You can watch the TEDx talk here
To be effective it requires three elements
Feel the emotion of being grateful, really connect with it
Extend your gratitude to the people in your life. Family, friends, loved ones. For the purposes of improving things at work, extend your gratitude to those who help you at work, a colleague you’ve become friends with, a manager who helped you get promoted, someone who’s helped you learn a new task…. Even a little thing, someone who made you a coffee today, or gave you a smile as you arrived.
Like physical exercise strengthens our muscles, a gratitude exercise strengthens those new neural pathways. Ransom suggests a minimum of two weeks; I think that for the benefits to remain, the exercise needs to be more ongoing. However, it does seem that even two weeks can help you feel happier. Maybe a couple of times a week once the pathways have been set up? But every day to start with.

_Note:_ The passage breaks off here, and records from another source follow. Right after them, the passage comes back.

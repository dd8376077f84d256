//! Array objects
//!
//! An array is a heap object whose exotic payload is a dense `Vec<Any>`.
//! Reading `length` yields the element count; assigning `length` truncates
//! or pads with `undefined`.

use tracing::trace;

use crate::object::{Exotic, HeapObject, ObjectRef};
use crate::realm;
use crate::value::Any;

/// Largest length an array may grow to; writes past it are refused
pub const MAX_ARRAY_LENGTH: usize = (1 << 30) - 1;

/// Resize to `len`, padding with `undefined`. Refuses lengths past
/// [`MAX_ARRAY_LENGTH`] and allocations the allocator cannot satisfy.
fn resize_elements(elements: &mut Vec<Any>, len: usize) -> bool {
    if len > MAX_ARRAY_LENGTH {
        trace!(len, "array length over limit ignored");
        return false;
    }
    if len > elements.len() && elements.try_reserve_exact(len - elements.len()).is_err() {
        trace!(len, "array growth failed");
        return false;
    }
    elements.resize(len, Any::Undefined);
    true
}

impl ObjectRef {
    /// New array object
    pub fn new_array(elements: Vec<Any>) -> Self {
        ObjectRef::alloc(HeapObject::with_exotic(
            "Array",
            Some(realm::array_prototype()),
            Exotic::Array(elements),
        ))
    }

    /// Snapshot of the elements, `None` for non-arrays
    pub fn elements(&self) -> Option<Vec<Any>> {
        self.borrow().as_array().cloned()
    }

    pub fn array_len(&self) -> Option<usize> {
        self.borrow().as_array().map(Vec::len)
    }

    /// Element at `index`; `Undefined` when out of range or not an array
    pub fn get_index(&self, index: usize) -> Any {
        self.borrow()
            .as_array()
            .and_then(|elements| elements.get(index).cloned())
            .unwrap_or_default()
    }

    /// Store at `index`, growing with `undefined` holes as needed.
    ///
    /// Returns false if this is not an array or the index is at or past
    /// [`MAX_ARRAY_LENGTH`].
    pub fn set_index(&self, index: usize, value: Any) -> bool {
        let mut obj = self.borrow_mut();
        let Some(elements) = obj.as_array_mut() else {
            return false;
        };
        if index >= elements.len() && !resize_elements(elements, index.saturating_add(1)) {
            return false;
        }
        match elements.get_mut(index) {
            Some(slot) => {
                *slot = value;
                true
            }
            None => false,
        }
    }

    /// Append and return the new length
    pub fn push(&self, value: Any) -> Option<usize> {
        let mut obj = self.borrow_mut();
        let elements = obj.as_array_mut()?;
        if elements.len() >= MAX_ARRAY_LENGTH {
            return None;
        }
        elements.push(value);
        Some(elements.len())
    }

    pub fn pop(&self) -> Option<Any> {
        self.borrow_mut().as_array_mut()?.pop()
    }

    /// Resize to exactly `len` elements.
    ///
    /// Returns false if this is not an array or `len` is past
    /// [`MAX_ARRAY_LENGTH`]; the array is left unchanged then.
    pub fn set_length(&self, len: usize) -> bool {
        match self.borrow_mut().as_array_mut() {
            Some(elements) => resize_elements(elements, len),
            None => false,
        }
    }

    /// `length` assignment; returns false for values that are not a valid length
    pub(crate) fn assign_array_length(&self, value: &Any) -> bool {
        let len = match value {
            Any::Integer(n) => usize::try_from(*n).ok(),
            Any::Double(d) if d.is_finite() && *d >= 0.0 && *d <= MAX_ARRAY_LENGTH as f64 => {
                Some(d.trunc() as usize)
            }
            Any::Boolean(b) => Some(usize::from(*b)),
            Any::Null => Some(0),
            _ => None,
        };
        match len {
            Some(len) => self.set_length(len),
            None => false,
        }
    }
}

Ransom gives some examples from her own life of how this has helped her. Let me share a story about someone I‘m close to (no names to preserve the confidentiality). She has long had a very negative attitude towards life. Hated her job – or specifically the management and how they treated her. But was also quite negative in other areas of her life. I persuaded her to start a gratitude journal, which she did, and kept up for a year writing three things every day. I’ve noticed the difference in the way she encourages others to be less critical of themselves, and often makes supportive comments. This is such a turnaround from the previous habit of commiserating with others, moaning about life. They say misery loves company, and it so easy to fall into the trap of agreeing that life is unfair. But focusing on what she’s grateful for has helped her to be less critical of others, less down about herself and happier in life.
Write it down
Get a nice notebook. Science has shown us that our brain engages differently if we write, so you'll get more benefit if you do this. No-one need see it, it's just for you. Start writing down three things you’re grateful for at the end of each day. Do this for the minimum of two weeks, but I’d encourage you to keep it up, even if only two or three times a week after the initial period.